### [Exercise]
Your task is to transcribe, without alteration, the lines from the top of the material below through the line bearing "a 2dp value.", inclusive.

++++ Data shown

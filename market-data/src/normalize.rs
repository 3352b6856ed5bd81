//! Locale-aware parsing for scraped listing cells. Vendor tables arrive with
//! non-breaking spaces as thousands separators, comma decimals and percent or
//! currency marks glued to the numbers. Every function here is total: bad
//! input yields `None` (or a fallback), never a panic.

use bigdecimal::{num_bigint::BigInt, BigDecimal};
use chrono::{DateTime, NaiveTime, Utc};
use lazy_static::lazy_static;
use regex::Regex;
use unicode_normalization::{char::is_combining_mark, UnicodeNormalization};

lazy_static! {
    static ref NON_NUMERIC: Regex = Regex::new(r"[^0-9.\-]").unwrap();
    static ref NON_DIGIT: Regex = Regex::new(r"[^0-9]").unwrap();
    static ref ISIN_SHAPE: Regex = Regex::new(r"^[A-Z]{2}[A-Z0-9]{9}[0-9]$").unwrap();
}

/// Normalize a possibly empty cell: NBSP to plain space, trimmed.
pub fn clean_cell(s: &str) -> String {
    s.replace('\u{a0}', " ").trim().to_string()
}

/// Parse a locale-formatted decimal ("1 234,56", "5,2%") into a 2dp value.
pub fn parse_decimal_locale(s: &str) -> Option<BigDecimal> {
    let s = clean_cell(s)
        .replace(' ', "")
        .replace('%', "")
        .replace(',', ".");
    let s = NON_NUMERIC.replace_all(&s, "");
    if s.is_empty() || matches!(s.as_ref(), "." | "-." | ".-" | "-") {
        return None;
    }
    s.parse::<BigDecimal>().ok().map(q2)
}

/// Parse a locale-formatted integer ("1 234", "5 000zł") by digit filtering.
pub fn parse_int_locale(s: &str) -> Option<i64> {
    let cleaned = clean_cell(s);
    let s = NON_DIGIT.replace_all(&cleaned, "");
    if s.is_empty() {
        return None;
    }
    s.parse::<i64>().ok()
}

/// Parse a last-trade time ("10:45", "10:45:30") onto today's UTC date.
/// Unparseable input falls back to the current instant.
pub fn parse_last_trade_at(s: &str) -> DateTime<Utc> {
    let s = clean_cell(s);
    if s.is_empty() {
        return Utc::now();
    }
    for fmt in ["%H:%M:%S", "%H:%M"] {
        if let Ok(t) = NaiveTime::parse_from_str(&s, fmt) {
            return Utc::now().date_naive().and_time(t).and_utc();
        }
    }
    Utc::now()
}

/// Remove diacritics for accent-insensitive comparisons
/// ("październik" -> "pazdziernik").
pub fn strip_accents(s: &str) -> String {
    s.nfkd().filter(|ch| !is_combining_mark(*ch)).collect()
}

/// Upper-cased, trimmed symbol of length 1..=12, or nothing.
pub fn normalize_symbol(s: &str) -> Option<String> {
    let sym = clean_cell(s).to_uppercase();
    if sym.is_empty() || sym.len() > 12 {
        return None;
    }
    Some(sym)
}

/// Full ISO-6166 validation: two letters, nine alphanumerics, one check
/// digit, verified with the Luhn sum over the letter-expanded digit string.
pub fn validate_isin(s: &str) -> bool {
    if !ISIN_SHAPE.is_match(s) {
        return false;
    }
    let mut digits: Vec<u32> = Vec::with_capacity(24);
    for ch in s.chars() {
        match ch.to_digit(36) {
            Some(v) if v >= 10 => {
                digits.push(v / 10);
                digits.push(v % 10);
            },
            Some(v) => digits.push(v),
            None => return false,
        }
    }
    let mut sum = 0u32;
    for (i, d) in digits.iter().rev().enumerate() {
        let mut d = *d;
        if i % 2 == 1 {
            d *= 2;
            if d > 9 {
                d -= 9;
            }
        }
        sum += d;
    }
    sum % 10 == 0
}

/// Quantize to two decimal places, rounding half up.
pub fn q2(value: BigDecimal) -> BigDecimal {
    value.with_scale_round(2, bigdecimal::RoundingMode::HalfUp)
}

pub fn q2_from(digits: i64, scale: i64) -> BigDecimal {
    BigDecimal::new(BigInt::from(digits), scale).with_scale(2)
}

#[cfg(test)]
mod tests {
    use super::*;

    #[test]
    fn test_parse_decimal_locale() {
        assert_eq!(parse_decimal_locale("1 234,56"), Some(q2_from(123_456, 2)));
        assert_eq!(parse_decimal_locale("5,2%"), Some(q2_from(520, 2)));
        assert_eq!(parse_decimal_locale("-0,35"), Some(q2_from(-35, 2)));
        assert_eq!(parse_decimal_locale("12\u{a0}000"), Some(q2_from(1_200_000, 2)));
        assert_eq!(parse_decimal_locale(""), None);
        assert_eq!(parse_decimal_locale("-"), None);
        assert_eq!(parse_decimal_locale("b/d"), None);
    }

    #[test]
    fn test_parse_int_locale() {
        assert_eq!(parse_int_locale("1 234"), Some(1234));
        assert_eq!(parse_int_locale("5 000zł"), Some(5000));
        assert_eq!(parse_int_locale("—"), None);
        assert_eq!(parse_int_locale(""), None);
    }

    #[test]
    fn test_parse_last_trade_at_formats() {
        let parsed = parse_last_trade_at("10:45:30");
        assert_eq!(parsed.time(), NaiveTime::from_hms_opt(10, 45, 30).unwrap());
        let parsed = parse_last_trade_at("10:45");
        assert_eq!(parsed.time(), NaiveTime::from_hms_opt(10, 45, 0).unwrap());
        // Garbage falls back to "now"; only sanity-check it does not panic.
        let _ = parse_last_trade_at("yesterday");
    }

    #[test]
    fn test_strip_accents() {
        assert_eq!(strip_accents("październik"), "pazdziernik");
        assert_eq!(strip_accents("świeża"), "swieza");
        assert_eq!(strip_accents("plain"), "plain");
    }

    #[test]
    fn test_normalize_symbol() {
        assert_eq!(normalize_symbol(" pkn "), Some("PKN".to_string()));
        assert_eq!(normalize_symbol(""), None);
        assert_eq!(normalize_symbol("WAYTOOLONGSYMBOL"), None);
    }

    #[test]
    fn test_validate_isin() {
        assert!(validate_isin("US0378331005"));
        assert!(validate_isin("PLPKN0000018"));
        // Wrong check digit.
        assert!(!validate_isin("US0378331004"));
        // Wrong shape.
        assert!(!validate_isin("0SUS37833100"));
        assert!(!validate_isin("US03783310"));
        assert!(!validate_isin("nan"));
    }
}
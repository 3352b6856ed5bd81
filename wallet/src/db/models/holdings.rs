use crate::{
    db::models::instruments::Instrument,
    position::PositionState,
    schema::{brokerage_accounts, holdings, instruments, wallets},
};
use bigdecimal::BigDecimal;
use chrono::{DateTime, Utc};
use diesel::prelude::*;
use diesel_async::{AsyncPgConnection, RunQueryDsl};
use serde::{Deserialize, Serialize};
use uuid::Uuid;

#[derive(Clone, Debug, Deserialize, Identifiable, Queryable, Selectable, Serialize)]
#[diesel(table_name = holdings)]
pub struct Holding {
    pub id: Uuid,
    pub account_id: Uuid,
    pub instrument_id: Uuid,
    pub quantity: BigDecimal,
    pub avg_cost: BigDecimal,
    pub created_at: DateTime<Utc>,
    pub updated_at: DateTime<Utc>,
}

impl Holding {
    pub fn state(&self) -> PositionState {
        PositionState {
            quantity: self.quantity.clone(),
            avg_cost: self.avg_cost.clone(),
        }
    }

    /// Locks the holding row for the surrounding transaction, creating a
    /// zeroed row first when the pair has no position yet. The `FOR UPDATE`
    /// serializes concurrent event processing for one (account, instrument).
    pub async fn lock_or_create(
        conn: &mut AsyncPgConnection,
        account_id: Uuid,
        instrument_id: Uuid,
    ) -> QueryResult<Holding> {
        let locked: Option<Holding> = holdings::table
            .filter(holdings::account_id.eq(account_id))
            .filter(holdings::instrument_id.eq(instrument_id))
            .for_update()
            .select(Holding::as_select())
            .first(conn)
            .await
            .optional()?;
        if let Some(holding) = locked {
            return Ok(holding);
        }
        diesel::insert_into(holdings::table)
            .values((
                holdings::account_id.eq(account_id),
                holdings::instrument_id.eq(instrument_id),
            ))
            .returning(Holding::as_returning())
            .get_result(conn)
            .await
    }

    pub async fn save_state(
        conn: &mut AsyncPgConnection,
        holding_id: Uuid,
        state: &PositionState,
    ) -> QueryResult<Holding> {
        diesel::update(holdings::table.find(holding_id))
            .set((
                holdings::quantity.eq(&state.quantity),
                holdings::avg_cost.eq(&state.avg_cost),
                holdings::updated_at.eq(diesel::dsl::now),
            ))
            .returning(Holding::as_returning())
            .get_result(conn)
            .await
    }

    pub async fn delete(conn: &mut AsyncPgConnection, holding_id: Uuid) -> QueryResult<()> {
        diesel::delete(holdings::table.find(holding_id))
            .execute(conn)
            .await?;
        Ok(())
    }

    pub async fn list_for_account(
        conn: &mut AsyncPgConnection,
        account_id: Uuid,
    ) -> QueryResult<Vec<(Holding, Instrument)>> {
        holdings::table
            .inner_join(instruments::table)
            .filter(holdings::account_id.eq(account_id))
            .order_by(instruments::symbol.asc())
            .select((Holding::as_select(), Instrument::as_select()))
            .load(conn)
            .await
    }

    pub async fn list_for_user(
        conn: &mut AsyncPgConnection,
        user_id: Uuid,
    ) -> QueryResult<Vec<(Holding, Instrument)>> {
        holdings::table
            .inner_join(instruments::table)
            .inner_join(brokerage_accounts::table.inner_join(wallets::table))
            .filter(wallets::user_id.eq(user_id))
            .order_by(instruments::symbol.asc())
            .select((Holding::as_select(), Instrument::as_select()))
            .load(conn)
            .await
    }
}
//! Operand vocabulary shared by the encoder and decoder.
//!
//! Operand positions are fixed properties of the instruction encoding:
//! an 8-bit register lives in bits 5..3 or 2..0, a register pair in bits
//! 5..4, a condition in bits 5..3.

pub const REG8: [&str; 8] = ["b", "c", "d", "e", "h", "l", "(hl)", "a"];
pub const PAIR: [&str; 4] = ["bc", "de", "hl", "sp"];
pub const PAIR_QQ: [&str; 4] = ["bc", "de", "hl", "af"];
pub const COND: [&str; 8] = ["nz", "z", "nc", "c", "po", "pe", "p", "m"];
pub const ALU: [&str; 8] = ["add", "adc", "sub", "sbc", "and", "xor", "or", "cp"];
pub const SHIFT: [&str; 8] = ["rlc", "rrc", "rl", "rr", "sla", "sra", "sll", "srl"];

pub fn reg8_code(name: &str) -> Option<u8> {
    REG8.iter().position(|&r| r == name).map(|i| i as u8)
}

pub fn pair_code(name: &str) -> Option<u8> {
    PAIR.iter().position(|&r| r == name).map(|i| i as u8)
}

pub fn pair_qq_code(name: &str) -> Option<u8> {
    PAIR_QQ.iter().position(|&r| r == name).map(|i| i as u8)
}

pub fn cond_code(name: &str) -> Option<u8> {
    COND.iter().position(|&c| c == name).map(|i| i as u8)
}
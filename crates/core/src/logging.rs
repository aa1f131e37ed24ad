//! Runtime logging configuration.
//!
//! Log output is gated by a process-global [`LogConfig`] with one level per
//! emulator subsystem, so tracing can be turned on for (say) the CPU alone
//! without recompiling. The check is a relaxed atomic load, cheap enough to
//! sit inside the instruction loop.

use std::sync::atomic::{AtomicU8, Ordering};

/// Log level for controlling verbosity
#[derive(Debug, Clone, Copy, PartialEq, Eq, PartialOrd, Ord)]
#[repr(u8)]
pub enum LogLevel {
    Off = 0,
    Error = 1,
    Warn = 2,
    Info = 3,
    Debug = 4,
    Trace = 5,
}

impl LogLevel {
    /// Parse a log level from a string (case-insensitive).
    pub fn parse(s: &str) -> Option<Self> {
        match s.to_lowercase().as_str() {
            "off" | "0" => Some(LogLevel::Off),
            "error" | "err" | "1" => Some(LogLevel::Error),
            "warn" | "warning" | "2" => Some(LogLevel::Warn),
            "info" | "3" => Some(LogLevel::Info),
            "debug" | "4" => Some(LogLevel::Debug),
            "trace" | "5" => Some(LogLevel::Trace),
            _ => None,
        }
    }

    fn from_u8(val: u8) -> Self {
        match val {
            1 => LogLevel::Error,
            2 => LogLevel::Warn,
            3 => LogLevel::Info,
            4 => LogLevel::Debug,
            5 => LogLevel::Trace,
            _ => LogLevel::Off,
        }
    }
}

/// Log category, one per emulator subsystem.
#[derive(Debug, Clone, Copy, PartialEq, Eq)]
pub enum LogCategory {
    /// CPU execution (instruction tracing, register dumps)
    Cpu,
    /// Memory bus and bank mapping
    Bus,
    /// Video display processor
    Vdp,
    /// Programmable sound generator
    Psg,
    /// Interrupt assertion and acceptance
    Interrupts,
    /// Assembler and disassembler
    Asm,
}

/// Global logging configuration.
///
/// A category whose level is `Off` falls back to the global level.
pub struct LogConfig {
    global_level: AtomicU8,
    cpu_level: AtomicU8,
    bus_level: AtomicU8,
    vdp_level: AtomicU8,
    psg_level: AtomicU8,
    interrupt_level: AtomicU8,
    asm_level: AtomicU8,
}

impl LogConfig {
    const fn new() -> Self {
        Self {
            global_level: AtomicU8::new(LogLevel::Off as u8),
            cpu_level: AtomicU8::new(LogLevel::Off as u8),
            bus_level: AtomicU8::new(LogLevel::Off as u8),
            vdp_level: AtomicU8::new(LogLevel::Off as u8),
            psg_level: AtomicU8::new(LogLevel::Off as u8),
            interrupt_level: AtomicU8::new(LogLevel::Off as u8),
            asm_level: AtomicU8::new(LogLevel::Off as u8),
        }
    }

    /// Get the global singleton instance.
    pub fn global() -> &'static Self {
        static INSTANCE: LogConfig = LogConfig::new();
        &INSTANCE
    }

    /// Set the fallback level used by categories without their own.
    pub fn set_global_level(&self, level: LogLevel) {
        self.global_level.store(level as u8, Ordering::Relaxed);
    }

    pub fn get_global_level(&self) -> LogLevel {
        LogLevel::from_u8(self.global_level.load(Ordering::Relaxed))
    }

    fn slot(&self, category: LogCategory) -> &AtomicU8 {
        match category {
            LogCategory::Cpu => &self.cpu_level,
            LogCategory::Bus => &self.bus_level,
            LogCategory::Vdp => &self.vdp_level,
            LogCategory::Psg => &self.psg_level,
            LogCategory::Interrupts => &self.interrupt_level,
            LogCategory::Asm => &self.asm_level,
        }
    }

    /// Set the level for a specific category.
    pub fn set_level(&self, category: LogCategory, level: LogLevel) {
        self.slot(category).store(level as u8, Ordering::Relaxed);
    }

    /// Get the level for a specific category.
    pub fn get_level(&self, category: LogCategory) -> LogLevel {
        LogLevel::from_u8(self.slot(category).load(Ordering::Relaxed))
    }

    /// Return whether a message at `level` should be emitted for `category`.
    pub fn should_log(&self, category: LogCategory, level: LogLevel) -> bool {
        let category_level = self.get_level(category);
        if category_level != LogLevel::Off {
            level <= category_level
        } else {
            level <= self.get_global_level()
        }
    }

    /// Reset all levels to `Off`.
    pub fn reset(&self) {
        self.set_global_level(LogLevel::Off);
        for cat in [
            LogCategory::Cpu,
            LogCategory::Bus,
            LogCategory::Vdp,
            LogCategory::Psg,
            LogCategory::Interrupts,
            LogCategory::Asm,
        ] {
            self.set_level(cat, LogLevel::Off);
        }
    }
}

/// Emit a log line if the category/level combination is enabled.
#[macro_export]
macro_rules! log {
    ($category:expr, $level:expr, $($arg:tt)*) => {
        if $crate::logging::LogConfig::global().should_log($category, $level) {
            eprintln!($($arg)*);
        }
    };
}
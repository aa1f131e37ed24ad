//! Disassemble-then-assemble fidelity.

use crater_asm::{assemble, decode_instruction, disassemble};
use crater_gg::rom::compute_checksum;
use crater_gg::Rom;

/// A 32 KiB ROM with a valid header, a program, and patterned data.
fn sample_rom() -> Rom {
    let mut data = vec![0u8; 32 * 1024];
    let program: &[u8] = &[
        0x31, 0xF0, 0xDF, // ld sp, $DFF0
        0x3E, 0x05, // ld a, $05
        0xC6, 0x03, // add a, $03
        0xED, 0x56, // im 1
        0xFB, // ei
        0x18, 0xFE, // jr -2
    ];
    data[..program.len()].copy_from_slice(program);
    for (i, byte) in data.iter_mut().enumerate().take(0x4000).skip(0x100) {
        *byte = (i * 7) as u8;
    }

    data[0x7FF0..0x7FF8].copy_from_slice(b"TMR SEGA");
    data[0x7FFC] = 0x21; // product 4321, version 2
    data[0x7FFD] = 0x43;
    data[0x7FFE] = 0x02;
    data[0x7FFF] = 0x6C; // GG Export, 32 KiB
    let checksum = compute_checksum(&data, 0xC);
    data[0x7FFA] = checksum as u8;
    data[0x7FFB] = (checksum >> 8) as u8;

    Rom::from_bytes("sample.gg".into(), data).unwrap()
}

#[test]
fn test_assemble_disassemble_roundtrip() {
    let rom = sample_rom();
    let source = disassemble(&rom);
    let rebuilt = assemble(&source).expect("disassembly must reassemble");

    let original = rom.data();
    assert_eq!(rebuilt.len(), original.len());
    for (offset, (a, b)) in original.iter().zip(rebuilt.iter()).enumerate() {
        assert_eq!(a, b, "byte mismatch at offset ${:X}", offset);
    }
}

#[test]
fn test_roundtrip_smallest_rom() {
    let mut data = vec![0u8; 8 * 1024];
    data[0] = 0x00; // nop
    data[1] = 0x76; // halt
    data[0x1FF0..0x1FF8].copy_from_slice(b"TMR SEGA");
    data[0x1FFF] = 0x5A; // GG Japan, 8 KiB
    let checksum = compute_checksum(&data, 0xA);
    data[0x1FFA] = checksum as u8;
    data[0x1FFB] = (checksum >> 8) as u8;
    let rom = Rom::from_bytes("tiny.gg".into(), data).unwrap();

    let rebuilt = assemble(&disassemble(&rom)).expect("reassembles");
    assert_eq!(&*rom.data(), &rebuilt[..]);
}

#[test]
fn test_disassembly_mentions_header_fields() {
    let rom = sample_rom();
    let source = disassemble(&rom);
    assert!(source.contains(".rom_size\t\"32 KB\""));
    assert!(source.contains(".rom_header\t$7FF0"));
    assert!(source.contains(".rom_checksum\ton"));
    assert!(source.contains(".rom_product\t4321"));
    assert!(source.contains(".rom_version\t2"));
    assert!(source.contains(".rom_region\t6"));
    assert!(source.contains(".block\t$00"));
    assert!(source.contains(".block\t$01"));
}

#[test]
fn test_decoded_program_reassembles_to_same_bytes() {
    // Every line the decoder emits must encode back to the bytes it came
    // from. Walk the sample program instruction by instruction.
    let program: &[u8] = &[
        0x31, 0xF0, 0xDF, 0x3E, 0x05, 0xC6, 0x03, 0xED, 0x56, 0xFB, 0x18, 0xFE, 0xDD, 0x21,
        0x00, 0x40, 0xDD, 0x7E, 0x05, 0xCB, 0x7E, 0xC3, 0x00, 0x10,
    ];
    let mut offset = 0;
    let mut source = String::new();
    while offset < program.len() {
        let decoded = decode_instruction(&program[offset..]);
        source.push_str(&decoded.text);
        source.push('\n');
        offset += decoded.size;
    }

    let image = assemble(&source).expect("decoded text reassembles");
    assert_eq!(&image[..program.len()], program);
}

++++++++

### [Answer for the task]
filename market-data/src/normalize.rs
repository 3352b6856ed5bd81
//! Locale-aware parsing for scraped listing cells. Vendor tables arrive with
//! non-breaking spaces as thousands separators, comma decimals and percent or
//! currency marks glued to the numbers. Every function here is total: bad
//! input yields `None` (or a fallback), never a panic.

use bigdecimal::{num_bigint::BigInt, BigDecimal};
use chrono::{DateTime, NaiveTime, Utc};
use lazy_static::lazy_static;
use regex::Regex;
use unicode_normalization::{char::is_combining_mark, UnicodeNormalization};

lazy_static! {
    static ref NON_NUMERIC: Regex = Regex::new(r"[^0-9.\-]").unwrap();
    static ref NON_DIGIT: Regex = Regex::new(r"[^0-9]").unwrap();
    static ref ISIN_SHAPE: Regex = Regex::new(r"^[A-Z]{2}[A-Z0-9]{9}[0-9]$").unwrap();
}

/// Normalize a possibly empty cell: NBSP to plain space, trimmed.
pub fn clean_cell(s: &str) -> String {
    s.replace('\u{a0}', " ").trim().to_string()
}

/// Parse a locale-formatted decimal ("1 234,56", "5,2%") into a 2dp value.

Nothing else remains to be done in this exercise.